Sirius n'était toujours pas là. Mais Regulus refusait d'y penser. Il allait venir. Très bientôt. Ce n'était qu'une question de temps. Et lui-même devrait être prêt pour ce moment-là.
Il repéra les cinq tombes. Cinq Mangemorts enterrés dans le périmètre de l'endroit qu'il avait choisi. Cinq cadavres enterrés à même le sol. On ne s'embarrassait pas de cercueil, à Azkaban. Mais cela faisait plutôt son affaire.
Lors de son précédent passage dans le cimetière, il avait sondé les sépultures, pour confirmer ce qu'il pressentait déjà : les fosses n'étaient pas bien profondes. Le sol caillouteux de l'île ne permettait pas une inhumation correcte de tous ces morts. Zacharius se contentait de creuser un trou suffisamment profond pour que le corps ne soit pas tout de suite mis à nu par les intempéries. Guère plus d'un mètre.
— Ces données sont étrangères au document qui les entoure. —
//! Shared domain types for the asset health pipeline.

mod health;
mod telemetry;

pub use health::*;
pub use telemetry::*;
Il s'agenouilla sur le sol qu'il lissa de ses mains, le débarrassant des cailloux qui l'encombraient. Il avait besoin de la surface la plus plane possible pour exécuter son dessin. Toute ligne divergente les exposerait, Sirius et lui, à des risques mortels.
De la pointe de son couteau, il entailla le sol, traçant une première esquisse de son pentacle.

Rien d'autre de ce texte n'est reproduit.